━━━ Input data

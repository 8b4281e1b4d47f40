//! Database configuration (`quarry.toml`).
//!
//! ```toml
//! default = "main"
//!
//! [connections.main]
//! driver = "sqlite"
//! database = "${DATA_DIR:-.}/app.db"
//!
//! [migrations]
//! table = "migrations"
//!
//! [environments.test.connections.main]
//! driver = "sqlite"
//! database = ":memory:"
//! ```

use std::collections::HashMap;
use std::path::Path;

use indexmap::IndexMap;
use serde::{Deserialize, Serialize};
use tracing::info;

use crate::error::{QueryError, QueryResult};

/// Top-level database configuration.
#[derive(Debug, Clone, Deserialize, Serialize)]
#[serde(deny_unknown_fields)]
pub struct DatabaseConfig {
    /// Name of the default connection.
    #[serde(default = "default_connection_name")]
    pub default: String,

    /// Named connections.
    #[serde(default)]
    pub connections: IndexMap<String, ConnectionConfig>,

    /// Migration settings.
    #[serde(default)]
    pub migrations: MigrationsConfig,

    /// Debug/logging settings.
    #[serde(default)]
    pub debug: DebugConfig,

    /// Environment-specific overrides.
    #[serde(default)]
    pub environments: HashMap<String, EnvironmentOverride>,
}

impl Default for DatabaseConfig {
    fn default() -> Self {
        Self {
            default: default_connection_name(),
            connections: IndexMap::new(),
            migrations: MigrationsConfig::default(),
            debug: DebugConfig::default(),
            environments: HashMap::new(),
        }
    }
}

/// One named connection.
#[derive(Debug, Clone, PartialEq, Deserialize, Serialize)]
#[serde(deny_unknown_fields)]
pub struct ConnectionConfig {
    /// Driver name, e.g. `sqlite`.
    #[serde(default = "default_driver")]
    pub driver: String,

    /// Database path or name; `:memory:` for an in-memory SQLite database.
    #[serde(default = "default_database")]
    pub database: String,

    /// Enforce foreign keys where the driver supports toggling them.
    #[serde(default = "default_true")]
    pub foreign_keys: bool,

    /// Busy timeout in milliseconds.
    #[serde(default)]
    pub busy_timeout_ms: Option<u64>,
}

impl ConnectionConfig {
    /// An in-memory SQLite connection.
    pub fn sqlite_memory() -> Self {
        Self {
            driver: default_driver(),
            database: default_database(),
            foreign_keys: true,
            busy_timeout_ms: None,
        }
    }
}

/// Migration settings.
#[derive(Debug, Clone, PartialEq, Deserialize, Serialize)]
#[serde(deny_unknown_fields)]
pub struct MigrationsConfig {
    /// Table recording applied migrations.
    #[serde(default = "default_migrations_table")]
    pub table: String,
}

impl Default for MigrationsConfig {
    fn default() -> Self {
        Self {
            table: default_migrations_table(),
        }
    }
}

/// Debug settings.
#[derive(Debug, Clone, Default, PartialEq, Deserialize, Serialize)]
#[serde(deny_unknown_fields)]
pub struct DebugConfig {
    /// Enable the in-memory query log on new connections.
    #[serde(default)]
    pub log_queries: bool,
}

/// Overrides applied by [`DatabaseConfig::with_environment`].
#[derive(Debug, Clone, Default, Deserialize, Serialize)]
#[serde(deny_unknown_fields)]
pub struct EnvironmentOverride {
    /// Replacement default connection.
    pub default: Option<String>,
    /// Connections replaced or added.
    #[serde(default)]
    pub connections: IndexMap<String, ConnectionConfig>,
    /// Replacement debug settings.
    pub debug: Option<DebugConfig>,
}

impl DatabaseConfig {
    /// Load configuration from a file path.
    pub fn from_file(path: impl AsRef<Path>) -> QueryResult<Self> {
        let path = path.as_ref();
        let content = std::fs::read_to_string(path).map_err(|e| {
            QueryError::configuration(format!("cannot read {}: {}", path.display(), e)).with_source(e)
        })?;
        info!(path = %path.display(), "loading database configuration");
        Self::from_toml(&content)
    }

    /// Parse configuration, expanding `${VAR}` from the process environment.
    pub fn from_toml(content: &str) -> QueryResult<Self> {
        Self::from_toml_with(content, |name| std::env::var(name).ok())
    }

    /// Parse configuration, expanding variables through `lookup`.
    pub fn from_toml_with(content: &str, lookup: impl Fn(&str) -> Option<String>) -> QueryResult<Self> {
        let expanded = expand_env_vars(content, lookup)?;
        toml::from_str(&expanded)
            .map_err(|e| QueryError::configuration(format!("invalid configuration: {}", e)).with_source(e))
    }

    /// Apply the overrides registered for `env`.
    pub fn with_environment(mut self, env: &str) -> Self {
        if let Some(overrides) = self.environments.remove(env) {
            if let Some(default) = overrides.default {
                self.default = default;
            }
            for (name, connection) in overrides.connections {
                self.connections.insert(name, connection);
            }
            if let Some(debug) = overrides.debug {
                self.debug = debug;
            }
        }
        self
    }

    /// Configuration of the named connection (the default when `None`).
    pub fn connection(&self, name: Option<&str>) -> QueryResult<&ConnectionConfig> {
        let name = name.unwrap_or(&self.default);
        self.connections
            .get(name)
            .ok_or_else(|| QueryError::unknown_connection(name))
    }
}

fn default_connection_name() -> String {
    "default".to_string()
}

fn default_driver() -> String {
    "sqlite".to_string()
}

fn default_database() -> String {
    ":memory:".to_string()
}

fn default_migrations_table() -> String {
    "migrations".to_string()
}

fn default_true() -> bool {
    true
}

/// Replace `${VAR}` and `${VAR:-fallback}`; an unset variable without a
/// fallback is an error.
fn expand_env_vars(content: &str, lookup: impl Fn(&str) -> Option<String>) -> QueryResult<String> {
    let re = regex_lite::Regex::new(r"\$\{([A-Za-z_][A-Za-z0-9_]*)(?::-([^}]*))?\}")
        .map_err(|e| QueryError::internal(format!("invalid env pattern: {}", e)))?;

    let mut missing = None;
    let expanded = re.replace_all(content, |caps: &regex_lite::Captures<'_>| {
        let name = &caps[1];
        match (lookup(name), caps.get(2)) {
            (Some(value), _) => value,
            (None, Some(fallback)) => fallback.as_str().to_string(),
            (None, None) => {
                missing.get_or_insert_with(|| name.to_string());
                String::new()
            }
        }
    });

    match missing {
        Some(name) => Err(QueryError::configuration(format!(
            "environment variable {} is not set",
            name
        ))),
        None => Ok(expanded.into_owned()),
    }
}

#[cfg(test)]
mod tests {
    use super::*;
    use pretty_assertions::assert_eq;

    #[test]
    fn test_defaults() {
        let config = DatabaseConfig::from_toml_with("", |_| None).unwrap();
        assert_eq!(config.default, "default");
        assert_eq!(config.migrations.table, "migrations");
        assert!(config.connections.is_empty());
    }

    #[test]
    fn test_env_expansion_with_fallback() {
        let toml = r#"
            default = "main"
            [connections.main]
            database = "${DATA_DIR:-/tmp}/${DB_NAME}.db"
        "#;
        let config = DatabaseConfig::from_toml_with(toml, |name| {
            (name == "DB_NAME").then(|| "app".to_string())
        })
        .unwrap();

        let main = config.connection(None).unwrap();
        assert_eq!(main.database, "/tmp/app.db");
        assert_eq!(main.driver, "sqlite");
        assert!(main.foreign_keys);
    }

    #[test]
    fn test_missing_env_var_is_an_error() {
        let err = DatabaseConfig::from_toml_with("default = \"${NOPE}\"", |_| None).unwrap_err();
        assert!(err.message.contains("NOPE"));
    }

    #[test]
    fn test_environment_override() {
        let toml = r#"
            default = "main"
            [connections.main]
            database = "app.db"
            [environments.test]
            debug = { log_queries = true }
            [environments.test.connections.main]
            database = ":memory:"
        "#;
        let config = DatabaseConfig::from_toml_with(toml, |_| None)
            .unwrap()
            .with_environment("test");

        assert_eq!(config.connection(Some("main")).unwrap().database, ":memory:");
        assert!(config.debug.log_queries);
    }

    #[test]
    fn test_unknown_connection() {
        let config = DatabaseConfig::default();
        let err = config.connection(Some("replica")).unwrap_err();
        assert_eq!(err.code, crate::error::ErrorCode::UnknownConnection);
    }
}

━━━━━━

Problem statement
Pick every line of the data that includes the string "match".

Problem solution
        match (lookup(name), caps.get(2)) {
    match missing {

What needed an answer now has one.